* _Collected data entries_:

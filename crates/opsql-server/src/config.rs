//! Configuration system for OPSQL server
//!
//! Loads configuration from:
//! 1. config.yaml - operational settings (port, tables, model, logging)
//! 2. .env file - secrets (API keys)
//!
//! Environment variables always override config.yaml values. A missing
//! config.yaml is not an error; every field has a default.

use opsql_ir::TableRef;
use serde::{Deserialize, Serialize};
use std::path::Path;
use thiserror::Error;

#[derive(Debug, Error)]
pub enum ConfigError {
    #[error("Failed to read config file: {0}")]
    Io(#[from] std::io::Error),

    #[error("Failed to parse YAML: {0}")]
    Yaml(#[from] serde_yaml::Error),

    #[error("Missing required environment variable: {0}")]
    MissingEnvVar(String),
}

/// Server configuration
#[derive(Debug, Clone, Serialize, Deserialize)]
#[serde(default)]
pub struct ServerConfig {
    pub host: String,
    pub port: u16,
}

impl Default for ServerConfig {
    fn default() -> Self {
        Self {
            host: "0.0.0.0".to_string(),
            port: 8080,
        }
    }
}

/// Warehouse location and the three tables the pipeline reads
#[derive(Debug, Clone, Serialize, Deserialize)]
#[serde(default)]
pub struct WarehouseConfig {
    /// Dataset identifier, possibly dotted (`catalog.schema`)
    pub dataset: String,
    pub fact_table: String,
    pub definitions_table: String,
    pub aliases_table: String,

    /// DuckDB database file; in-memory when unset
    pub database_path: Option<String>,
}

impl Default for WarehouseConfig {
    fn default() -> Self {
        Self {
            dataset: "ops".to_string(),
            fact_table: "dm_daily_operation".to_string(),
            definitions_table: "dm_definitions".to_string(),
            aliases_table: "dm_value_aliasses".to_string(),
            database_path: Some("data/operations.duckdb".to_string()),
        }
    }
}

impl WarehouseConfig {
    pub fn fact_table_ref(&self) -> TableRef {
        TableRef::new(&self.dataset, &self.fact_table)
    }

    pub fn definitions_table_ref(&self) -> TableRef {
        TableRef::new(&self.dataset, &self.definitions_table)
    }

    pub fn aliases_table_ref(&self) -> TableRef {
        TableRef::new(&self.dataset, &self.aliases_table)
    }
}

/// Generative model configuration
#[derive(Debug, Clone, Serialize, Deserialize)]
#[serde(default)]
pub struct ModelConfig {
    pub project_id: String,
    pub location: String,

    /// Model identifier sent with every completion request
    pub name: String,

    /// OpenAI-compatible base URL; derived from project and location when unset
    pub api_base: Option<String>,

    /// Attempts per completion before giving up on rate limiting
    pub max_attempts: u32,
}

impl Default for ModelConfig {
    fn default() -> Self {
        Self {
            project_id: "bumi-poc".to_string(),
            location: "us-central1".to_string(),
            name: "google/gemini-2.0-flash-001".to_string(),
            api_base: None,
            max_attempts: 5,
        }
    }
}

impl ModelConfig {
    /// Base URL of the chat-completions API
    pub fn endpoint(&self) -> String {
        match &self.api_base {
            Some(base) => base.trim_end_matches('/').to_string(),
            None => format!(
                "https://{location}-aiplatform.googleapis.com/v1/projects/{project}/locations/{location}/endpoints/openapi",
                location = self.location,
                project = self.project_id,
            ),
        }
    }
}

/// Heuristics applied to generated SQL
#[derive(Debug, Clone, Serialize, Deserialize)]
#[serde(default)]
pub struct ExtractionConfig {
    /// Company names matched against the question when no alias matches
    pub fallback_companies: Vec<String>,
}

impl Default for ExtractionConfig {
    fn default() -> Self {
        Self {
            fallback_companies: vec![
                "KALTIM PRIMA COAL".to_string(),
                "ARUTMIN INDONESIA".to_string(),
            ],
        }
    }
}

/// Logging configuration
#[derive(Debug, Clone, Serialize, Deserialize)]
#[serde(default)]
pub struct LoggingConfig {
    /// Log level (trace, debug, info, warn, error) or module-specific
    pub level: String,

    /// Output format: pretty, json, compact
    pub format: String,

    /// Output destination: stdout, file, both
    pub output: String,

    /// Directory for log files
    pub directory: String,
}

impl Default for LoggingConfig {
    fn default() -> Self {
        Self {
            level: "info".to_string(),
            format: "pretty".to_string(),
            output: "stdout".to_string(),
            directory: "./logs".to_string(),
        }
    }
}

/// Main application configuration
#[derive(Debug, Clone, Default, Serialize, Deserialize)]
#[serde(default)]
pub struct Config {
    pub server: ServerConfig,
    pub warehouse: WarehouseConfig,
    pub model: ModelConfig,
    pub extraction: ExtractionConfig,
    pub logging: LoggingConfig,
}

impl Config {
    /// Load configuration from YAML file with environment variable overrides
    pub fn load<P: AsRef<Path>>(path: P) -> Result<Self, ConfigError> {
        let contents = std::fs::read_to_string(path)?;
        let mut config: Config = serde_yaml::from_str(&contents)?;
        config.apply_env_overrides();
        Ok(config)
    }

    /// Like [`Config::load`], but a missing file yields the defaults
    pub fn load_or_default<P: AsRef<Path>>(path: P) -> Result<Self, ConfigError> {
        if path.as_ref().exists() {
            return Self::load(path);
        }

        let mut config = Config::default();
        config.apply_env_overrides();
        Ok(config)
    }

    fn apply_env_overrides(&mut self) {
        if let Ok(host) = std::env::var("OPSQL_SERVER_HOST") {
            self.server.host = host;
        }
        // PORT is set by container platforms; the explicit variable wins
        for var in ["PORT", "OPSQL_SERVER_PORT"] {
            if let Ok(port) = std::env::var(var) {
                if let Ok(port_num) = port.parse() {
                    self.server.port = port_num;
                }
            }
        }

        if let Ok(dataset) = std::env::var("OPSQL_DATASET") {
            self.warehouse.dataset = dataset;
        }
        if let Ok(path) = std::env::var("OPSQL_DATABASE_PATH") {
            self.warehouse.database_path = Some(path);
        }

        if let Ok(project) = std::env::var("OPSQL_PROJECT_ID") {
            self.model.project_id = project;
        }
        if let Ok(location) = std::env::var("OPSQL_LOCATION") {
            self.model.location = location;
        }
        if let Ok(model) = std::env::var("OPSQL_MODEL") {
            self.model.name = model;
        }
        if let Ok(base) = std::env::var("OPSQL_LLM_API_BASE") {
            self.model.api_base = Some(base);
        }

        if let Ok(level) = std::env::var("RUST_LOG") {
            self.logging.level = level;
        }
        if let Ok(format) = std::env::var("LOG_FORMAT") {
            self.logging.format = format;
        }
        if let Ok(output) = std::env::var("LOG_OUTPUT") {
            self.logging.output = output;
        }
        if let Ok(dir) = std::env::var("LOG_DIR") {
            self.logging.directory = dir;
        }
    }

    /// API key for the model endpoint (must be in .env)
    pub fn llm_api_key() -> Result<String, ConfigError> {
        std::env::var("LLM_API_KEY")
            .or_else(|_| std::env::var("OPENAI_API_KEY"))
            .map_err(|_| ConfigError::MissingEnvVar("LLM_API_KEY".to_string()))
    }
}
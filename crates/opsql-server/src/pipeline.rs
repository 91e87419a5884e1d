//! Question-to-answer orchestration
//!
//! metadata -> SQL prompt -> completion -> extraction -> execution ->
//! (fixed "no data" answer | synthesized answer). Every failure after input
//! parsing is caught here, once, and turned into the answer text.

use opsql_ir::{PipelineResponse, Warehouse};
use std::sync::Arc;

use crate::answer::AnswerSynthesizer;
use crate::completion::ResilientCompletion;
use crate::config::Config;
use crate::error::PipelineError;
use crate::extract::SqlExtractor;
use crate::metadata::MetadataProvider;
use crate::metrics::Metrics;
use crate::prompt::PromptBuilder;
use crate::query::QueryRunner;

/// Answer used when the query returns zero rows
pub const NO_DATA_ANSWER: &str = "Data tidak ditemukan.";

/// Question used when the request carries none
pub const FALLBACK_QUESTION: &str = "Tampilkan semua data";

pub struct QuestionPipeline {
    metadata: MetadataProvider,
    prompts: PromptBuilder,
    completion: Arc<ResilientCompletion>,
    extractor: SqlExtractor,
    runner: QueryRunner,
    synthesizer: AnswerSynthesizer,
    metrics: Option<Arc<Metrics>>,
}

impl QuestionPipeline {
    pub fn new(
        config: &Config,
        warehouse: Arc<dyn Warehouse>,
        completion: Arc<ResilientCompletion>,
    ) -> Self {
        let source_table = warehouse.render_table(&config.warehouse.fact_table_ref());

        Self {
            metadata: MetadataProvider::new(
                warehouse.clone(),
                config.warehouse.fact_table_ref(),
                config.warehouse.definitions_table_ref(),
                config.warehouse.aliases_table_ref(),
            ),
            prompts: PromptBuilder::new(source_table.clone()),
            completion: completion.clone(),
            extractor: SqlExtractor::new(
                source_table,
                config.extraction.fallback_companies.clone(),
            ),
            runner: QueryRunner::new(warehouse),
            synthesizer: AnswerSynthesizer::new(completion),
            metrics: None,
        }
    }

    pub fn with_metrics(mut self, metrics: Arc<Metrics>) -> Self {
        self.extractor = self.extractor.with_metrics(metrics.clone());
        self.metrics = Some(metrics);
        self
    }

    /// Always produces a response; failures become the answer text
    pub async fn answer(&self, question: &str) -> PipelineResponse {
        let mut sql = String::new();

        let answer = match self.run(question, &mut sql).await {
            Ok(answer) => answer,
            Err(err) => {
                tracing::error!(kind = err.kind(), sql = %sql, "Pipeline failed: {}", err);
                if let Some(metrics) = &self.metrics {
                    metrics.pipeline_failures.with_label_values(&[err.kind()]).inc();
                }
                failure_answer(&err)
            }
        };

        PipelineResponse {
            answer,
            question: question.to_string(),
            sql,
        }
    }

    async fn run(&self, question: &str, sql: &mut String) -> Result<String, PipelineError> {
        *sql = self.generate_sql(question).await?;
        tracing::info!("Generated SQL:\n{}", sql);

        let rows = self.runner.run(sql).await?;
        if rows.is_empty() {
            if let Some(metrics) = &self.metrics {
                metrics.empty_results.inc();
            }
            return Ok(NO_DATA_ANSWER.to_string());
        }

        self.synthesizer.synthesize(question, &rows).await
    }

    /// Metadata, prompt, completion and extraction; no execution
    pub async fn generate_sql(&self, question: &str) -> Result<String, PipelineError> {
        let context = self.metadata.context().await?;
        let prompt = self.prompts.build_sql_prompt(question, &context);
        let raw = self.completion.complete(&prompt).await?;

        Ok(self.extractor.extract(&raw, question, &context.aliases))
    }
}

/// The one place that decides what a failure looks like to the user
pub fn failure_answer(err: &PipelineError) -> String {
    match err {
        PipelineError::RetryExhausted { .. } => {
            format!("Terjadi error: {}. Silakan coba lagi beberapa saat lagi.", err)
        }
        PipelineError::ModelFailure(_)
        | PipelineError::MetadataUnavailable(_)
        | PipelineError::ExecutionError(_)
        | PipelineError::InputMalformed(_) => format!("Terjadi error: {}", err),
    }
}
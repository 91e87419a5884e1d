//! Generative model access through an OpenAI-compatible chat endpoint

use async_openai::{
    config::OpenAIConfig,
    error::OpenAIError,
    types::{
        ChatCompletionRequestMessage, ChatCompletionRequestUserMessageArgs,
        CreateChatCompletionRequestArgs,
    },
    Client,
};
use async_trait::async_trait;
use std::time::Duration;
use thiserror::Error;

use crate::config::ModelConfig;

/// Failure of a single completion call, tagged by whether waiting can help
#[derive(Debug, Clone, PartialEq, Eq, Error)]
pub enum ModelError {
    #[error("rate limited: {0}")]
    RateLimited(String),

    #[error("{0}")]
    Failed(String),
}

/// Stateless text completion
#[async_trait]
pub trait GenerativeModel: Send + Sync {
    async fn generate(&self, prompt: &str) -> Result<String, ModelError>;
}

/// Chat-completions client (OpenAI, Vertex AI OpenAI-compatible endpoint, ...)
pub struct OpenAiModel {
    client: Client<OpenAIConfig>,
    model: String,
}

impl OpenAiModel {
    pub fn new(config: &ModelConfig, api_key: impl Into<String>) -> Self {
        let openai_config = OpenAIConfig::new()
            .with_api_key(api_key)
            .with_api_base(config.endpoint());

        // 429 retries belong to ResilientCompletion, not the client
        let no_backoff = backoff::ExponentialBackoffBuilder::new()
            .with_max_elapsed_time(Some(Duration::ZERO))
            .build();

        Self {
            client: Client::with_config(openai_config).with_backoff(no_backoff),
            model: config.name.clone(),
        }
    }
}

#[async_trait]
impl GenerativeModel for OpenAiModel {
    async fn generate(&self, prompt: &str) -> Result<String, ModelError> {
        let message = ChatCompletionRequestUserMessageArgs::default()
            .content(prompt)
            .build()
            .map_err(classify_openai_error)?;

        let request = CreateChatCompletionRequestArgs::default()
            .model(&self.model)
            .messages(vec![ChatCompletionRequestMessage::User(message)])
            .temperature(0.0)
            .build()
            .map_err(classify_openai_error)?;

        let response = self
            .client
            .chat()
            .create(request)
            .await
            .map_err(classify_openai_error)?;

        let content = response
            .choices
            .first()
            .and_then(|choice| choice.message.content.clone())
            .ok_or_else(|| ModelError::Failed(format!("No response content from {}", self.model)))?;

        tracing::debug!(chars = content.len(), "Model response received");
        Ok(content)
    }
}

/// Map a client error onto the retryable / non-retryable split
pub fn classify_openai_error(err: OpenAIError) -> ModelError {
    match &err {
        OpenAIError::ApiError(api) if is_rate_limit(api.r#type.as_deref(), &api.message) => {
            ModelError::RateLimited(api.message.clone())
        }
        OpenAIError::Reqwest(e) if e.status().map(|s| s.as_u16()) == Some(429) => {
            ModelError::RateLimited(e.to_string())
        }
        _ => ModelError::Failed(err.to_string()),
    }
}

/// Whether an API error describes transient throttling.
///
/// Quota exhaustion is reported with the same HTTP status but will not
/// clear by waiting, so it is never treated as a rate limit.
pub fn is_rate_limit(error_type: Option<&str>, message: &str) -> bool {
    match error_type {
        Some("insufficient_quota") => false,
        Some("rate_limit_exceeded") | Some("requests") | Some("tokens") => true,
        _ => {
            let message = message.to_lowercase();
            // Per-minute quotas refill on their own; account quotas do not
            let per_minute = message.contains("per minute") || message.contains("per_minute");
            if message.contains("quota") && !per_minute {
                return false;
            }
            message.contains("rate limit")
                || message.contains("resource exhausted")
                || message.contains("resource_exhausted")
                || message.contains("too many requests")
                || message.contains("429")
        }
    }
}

* _Task item_: Every line above that holds the string "rows" should be returned.

* _Task result_:
/// Answer used when the query returns zero rows
        let rows = self.runner.run(sql).await?;
        if rows.is_empty() {
        self.synthesizer.synthesize(question, &rows).await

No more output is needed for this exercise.